U.S. Navy successfully used seawater as fuel

Whenever the subject of using water to power vehicles is sprung up, whether aerial or land vehicles, almost all the people of this funny little country Pakistan has united in an unprecedented way to mock the person who came up with the idea. Water powered vehicle is blasphemy in this country where ideas are worthless, but, the largest and most powerful Navy in the world is open to such an idea and after working years and years to reduce their dependent on oil and be able to put a pipe in the vast ocean wherever they are to create fuel is welcomed, and they have successfully flew a model airplane which had a 2-stroke engine powered by a fuel which was created using seawater.

The infamous Pakistani engineer who claimed to run the car on hydrogen by extracting it from water, is similar to what the US Navy is doing. Water is H2O, the U.S. Navy is basically extracting CO2 and Hydrogen from the sea water and then they recombine it to form hydrocarbon chains, and then use a metal catalyst to liquify it into synthetic fuel, whose different variations can be made including jet fuel and petroleum type fuels was something that the little model airplane flew on. While Jalopnik has an interesting piece on how the same fuel could run your normal gasoline car with minimal to no modification.

You can read U.S. Navy’s brief process of how they do it here.
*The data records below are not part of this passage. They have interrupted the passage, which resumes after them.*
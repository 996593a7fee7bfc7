use serde::{Deserialize, Serialize};

use crate::{Payload, RequestId};

/// Worker output keyed by the originating request id.
#[derive(Debug, Clone, PartialEq, Serialize, Deserialize)]
pub struct Response {
    pub id: RequestId,
    pub payload: Payload,
}

impl Response {
    pub fn new(id: RequestId, payload: Payload) -> Self {
        Self { id, payload }
    }
}
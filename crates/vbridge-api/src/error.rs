use thiserror::Error;
use vbridge_core::CoreError;
use vbridge_model::ValidationError;

#[derive(Debug, Error)]
pub enum ApiError {
    #[error("invalid request: {0}")]
    InvalidRequest(String),

    #[error("invalid request: {0}")]
    Validation(#[from] ValidationError),

    #[error("not ready: {0}")]
    NotReady(String),

    #[error("core error: {0}")]
    Core(#[from] CoreError),
}

#[cfg(feature = "http")]
impl ApiError {
    /// Status code and caller-facing message.
    pub fn status_and_detail(&self) -> (axum::http::StatusCode, String) {
        use axum::http::StatusCode;

        match self {
            ApiError::InvalidRequest(msg) => (StatusCode::UNPROCESSABLE_ENTITY, msg.clone()),
            ApiError::Validation(e) => (StatusCode::UNPROCESSABLE_ENTITY, e.to_string()),
            ApiError::NotReady(msg) => (StatusCode::SERVICE_UNAVAILABLE, msg.clone()),
            ApiError::Core(e) => match e {
                CoreError::DispatchFailed(q) => (
                    StatusCode::INTERNAL_SERVER_ERROR,
                    format!("Failed to dispatch request: {q}"),
                ),
                CoreError::RequestTimeout { .. } => (
                    StatusCode::INTERNAL_SERVER_ERROR,
                    "Server timed out processing the request".to_string(),
                ),
                CoreError::StreamCreationFailed(upstream) => (
                    StatusCode::INTERNAL_SERVER_ERROR,
                    format!("Failed to add v4l2 stream: {upstream}"),
                ),
                CoreError::StreamListFailed(upstream) => (
                    StatusCode::BAD_GATEWAY,
                    format!("Failed to list streams: {upstream}"),
                ),
                other => (StatusCode::INTERNAL_SERVER_ERROR, other.to_string()),
            },
        }
    }
}

#[cfg(feature = "http")]
impl axum::response::IntoResponse for ApiError {
    fn into_response(self) -> axum::response::Response {
        let (status, detail) = self.status_and_detail();
        if status.is_server_error() {
            tracing::warn!(%status, error = %self, "request failed");
        }
        (status, axum::Json(serde_json::json!({ "detail": detail }))).into_response()
    }
}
Many people are arguing that the energy produced is far less than this sea-water-fuel will be able to produce, the energy that is powering the process has to come from somewhere but then even oil has to go through refineries, etc. However, such a process to use seawater as fuel is witnessing its birth and may advance to come into common usage because, US Navy loses a lot of time and money having to come to ports to refuel and this process may help reduce reliance on oil and nuclear fuels and utilize a resource which is abundant.

I am not a expert on this matter, but if you’re willing to shed light then do write to us at editorial@pakeventures.com

Baber K. Khan

An auto enthusiast trying to bring car media mainstream.

  • Anjum Niaz

    If you can extract hydrogen from water without electrolysis, and chemicals involved in extracting hydrogen are 50% cheaper than Gasoline (petrol), then it will be a viable solution.

    What our engineer said, he was extracting hydrogen using electrolysis and charging the batteries from the same kinetic motion of the engine. It was making it perpetual, which is not possible.